Como tori, aceptamos la agresión de aite y la hacemos nuestra, la analizamos calmadamente y no la devolvemos multiplicada con la energía de nuestro rencor, sino que aplicamos la fuerza tranquila que nuestro conocimiento de que siempre existirá un ataque en algún momento nos aporta. No podemos luchar para que no existan los ataques, ni sorprendernos porque surjan, sino simplemente aceptar su existencia y aplicarnos en nuestro entrenamiento para entenderlos. Y esto nos sirve tanto para agresión física como de otra naturaleza. En nuestra vida cotidiana imaginad que alguien realiza una maniobra con su vehículo, sabemos a ciencia cierta que tarde o temprano eso sucederá, pero, aun así, nos indignamos y nos comportamos de forma irracional. Ser tori debe prepararnos para ello, estar siempre alerta y no juzgar cosas que tarde o temprano sucederán. Pero no todo debemos pensar que ha de ser por pura “maldad” del otro. Si actuamos como durante nuestro entrenamiento podremos afrontar la situación desapasionadamente… Quizá esa persona tuvo un mal día, quizá ha sido un despiste inocente, quizá, efectivamente, haya sido por simple descortesía o insolencia, pero nada de eso debe cambiar nuestra reacción, que es nuestra y de nadie más. Si ante cualquier “ataque” reaccionamos de forma agria y desproporcionada imaginad que lío tendríamos en el dojo continuamente. Dispersar o desviar el ataque y continuar nuestro camino sin alterarnos ni juzgar al otro es uno de los más maravillosos ejercicios que podemos realizar a lo largo de nuestra ajetreada existencia y es algo que aprendemos continuamente en nuestro entrenamiento sobre el tatami. ¿Por qué no lo llevamos más allá del mismo?

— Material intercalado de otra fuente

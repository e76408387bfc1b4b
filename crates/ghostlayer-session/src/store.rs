//! Rule persistence
//!
//! User rules, custom patterns and the whitelist outlive a session. The
//! session talks to a `RuleStore`; which backend sits behind it is invisible
//! to both the session and the engine.

mod atomic_writer;

use async_trait::async_trait;
use ghostlayer_core::{Error, Result};
use ghostlayer_redact::RuleSet;
use std::path::{Path, PathBuf};
use tokio::sync::RwLock;
use tracing::debug;

pub use atomic_writer::write_atomic;

/// Everything a store persists
pub type StoredState = RuleSet;

/// Persistence backend for rules, patterns and the whitelist
#[async_trait]
pub trait RuleStore: Send + Sync {
    /// Load the stored state; an empty store yields the default state
    async fn load(&self) -> Result<StoredState>;

    /// Replace the stored state
    async fn save(&self, state: &StoredState) -> Result<()>;
}

/// Volatile store, mostly for tests and one-shot runs
#[derive(Debug, Default)]
pub struct MemoryRuleStore {
    state: RwLock<StoredState>,
}

impl MemoryRuleStore {
    pub fn new() -> Self {
        Self::default()
    }

    pub fn with_state(state: StoredState) -> Self {
        Self {
            state: RwLock::new(state),
        }
    }
}

#[async_trait]
impl RuleStore for MemoryRuleStore {
    async fn load(&self) -> Result<StoredState> {
        Ok(self.state.read().await.clone())
    }

    async fn save(&self, state: &StoredState) -> Result<()> {
        *self.state.write().await = state.clone();
        Ok(())
    }
}

/// Pretty-printed JSON document on disk, replaced atomically on save
#[derive(Debug, Clone)]
pub struct JsonFileRuleStore {
    path: PathBuf,
}

impl JsonFileRuleStore {
    pub fn new<P: AsRef<Path>>(path: P) -> Self {
        Self {
            path: path.as_ref().to_path_buf(),
        }
    }

    pub fn path(&self) -> &Path {
        &self.path
    }
}

#[async_trait]
impl RuleStore for JsonFileRuleStore {
    async fn load(&self) -> Result<StoredState> {
        if !tokio::fs::try_exists(&self.path).await? {
            debug!("No rule store at {}, starting empty", self.path.display());
            return Ok(StoredState::default());
        }

        let content = tokio::fs::read_to_string(&self.path).await?;
        if content.trim().is_empty() {
            return Ok(StoredState::default());
        }

        let state: StoredState = serde_json::from_str(&content)?;
        debug!(
            "Loaded {} rules, {} patterns, {} whitelist entries from {}",
            state.user_rules.len(),
            state.custom_patterns.len(),
            state.whitelist.len(),
            self.path.display()
        );
        Ok(state)
    }

    async fn save(&self, state: &StoredState) -> Result<()> {
        let data = serde_json::to_vec_pretty(state)?;
        let path = self.path.clone();

        tokio::task::spawn_blocking(move || write_atomic(&path, &data))
        .await
        .map_err(|e| Error::Store(format!("Rule store write task failed: {}", e)))?
    }
}
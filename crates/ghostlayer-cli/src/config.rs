use anyhow::{Context, anyhow};
use ghostlayer_redact::{EngineConfig, ToggleReconciliation};
use ghostlayer_session::SessionConfig;
use serde::{Deserialize, Serialize};
use std::path::{Path, PathBuf};

#[derive(Debug, Clone, Default, Serialize, Deserialize)]
pub struct AppConfig {
    #[serde(default)]
    pub engine: EngineConfig,

    #[serde(default)]
    pub session: SessionSettings,

    #[serde(default)]
    pub store: StoreConfig,

    #[serde(default)]
    pub logging: LoggingConfig,
}

#[derive(Debug, Clone, Serialize, Deserialize)]
pub struct SessionSettings {
    #[serde(default = "default_history_limit")]
    pub history_limit: usize,

    #[serde(default = "default_notification_ttl_ms")]
    pub notification_ttl_ms: u64,
}

#[derive(Debug, Clone, Serialize, Deserialize)]
pub struct StoreConfig {
    /// JSON rule store; a leading `~` expands to the home directory
    #[serde(default = "default_store_path")]
    pub path: String,
}

#[derive(Debug, Clone, Serialize, Deserialize)]
pub struct LoggingConfig {
    #[serde(default = "default_log_level")]
    pub level: String,
}

impl Default for SessionSettings {
    fn default() -> Self {
        Self {
            history_limit: default_history_limit(),
            notification_ttl_ms: default_notification_ttl_ms(),
        }
    }
}

impl Default for StoreConfig {
    fn default() -> Self {
        Self {
            path: default_store_path(),
        }
    }
}

impl Default for LoggingConfig {
    fn default() -> Self {
        Self {
            level: default_log_level(),
        }
    }
}

impl AppConfig {
    pub fn from_file(path: impl AsRef<Path>) -> anyhow::Result<Self> {
        let path = path.as_ref();
        let contents = std::fs::read_to_string(path)
            .with_context(|| format!("Failed to read config file {}", path.display()))?;

        let config = if path.extension().and_then(|s| s.to_str()) == Some("toml") {
            toml::from_str(&contents)
                .with_context(|| format!("Invalid TOML in {}", path.display()))?
        } else {
            // Default to YAML
            serde_yaml::from_str(&contents)
                .with_context(|| format!("Invalid YAML in {}", path.display()))?
        };

        Ok(config)
    }

    /// Merge environment variables into config (env vars take precedence)
    pub fn merge_env(&mut self) {
        if let Ok(val) = std::env::var("GHOSTLAYER_LOG_LEVEL") {
            self.logging.level = val;
        }

        if let Ok(val) = std::env::var("GHOSTLAYER_STORE") {
            self.store.path = val;
        }

        if let Ok(val) = std::env::var("GHOSTLAYER_RECONCILIATION") {
            match val.to_lowercase().as_str() {
                "reset" => self.engine.toggle_reconciliation = ToggleReconciliation::Reset,
                "entity_key" => self.engine.toggle_reconciliation = ToggleReconciliation::EntityKey,
                _ => eprintln!(
                    "Warning: Invalid GHOSTLAYER_RECONCILIATION '{}', using {:?}",
                    val, self.engine.toggle_reconciliation
                ),
            }
        }

        if let Ok(val) = std::env::var("GHOSTLAYER_PROPAGATE")
            && let Ok(enabled) = val.parse::<bool>()
        {
            self.engine.propagate_entities = enabled;
        }
    }

    /// Session configuration carrying this config's engine section
    pub fn session_config(&self) -> SessionConfig {
        SessionConfig {
            history_limit: self.session.history_limit,
            notification_ttl_ms: self.session.notification_ttl_ms,
            engine: self.engine.clone(),
        }
    }

    pub fn store_path(&self) -> anyhow::Result<PathBuf> {
        expand_home(&self.store.path)
    }
}

fn expand_home(path: &str) -> anyhow::Result<PathBuf> {
    let Some(rest) = path.strip_prefix('~') else {
        return Ok(PathBuf::from(path));
    };

    let home = dirs::home_dir().ok_or_else(|| anyhow!("Could not determine home directory"))?;
    Ok(home.join(rest.trim_start_matches(['/', '\\'])))
}

fn default_history_limit() -> usize {
    SessionConfig::default().history_limit
}

fn default_notification_ttl_ms() -> u64 {
    SessionConfig::default().notification_ttl_ms
}

fn default_store_path() -> String {
    "~/.ghostlayer/store.json".to_string()
}

fn default_log_level() -> String {
    "warn".to_string()
}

Como aite o uke debemos ser “agresores” y aceptar de forma flexible y reflexiva la corrección de nuestro comportamiento que tori lleva a cabo. No forzamos a ser humildes para cambiar al rol que nos toca desempeñar y observar la vida desde la perspectiva del que es “puesto en su lugar” después de realizar un acto erróneo o irreflexivo. Es un acto de humildad que nos enseña que en cualquier momento podemos cambiar de actitud y que la colaboración y humildad nos lleva a podernos levantar para construir algo mejor. Si algo hacemos mal, lo primero es reconocerlo y comportarse reflexivamente, aceptando las consecuencias de ello y con la humildad suficiente del que conoce sus límites.
Tori y aite aprenden a no dejarse llevar por el odio ni los malos entendidos, a colaborar por un objetivo común, que saben a ciencia cierta es idéntico para ambos y para ello tienen que aprender el papel del otro. Observemos el mundo de una forma más amable viéndolo desde el punto de vista del otro y no nos alteremos tan fácilmente, porque de eso solo somos responsables nosotros mismos, no culpemos al “otro” porque ese “otro” somos nosotros mismos en algún momento. Esto es lo que a mi juicio mucho más allá de romper una muñeca, un brazo o una cabeza la práctica alternada de uke y aite nos enseña en nuestra vida cotidiana.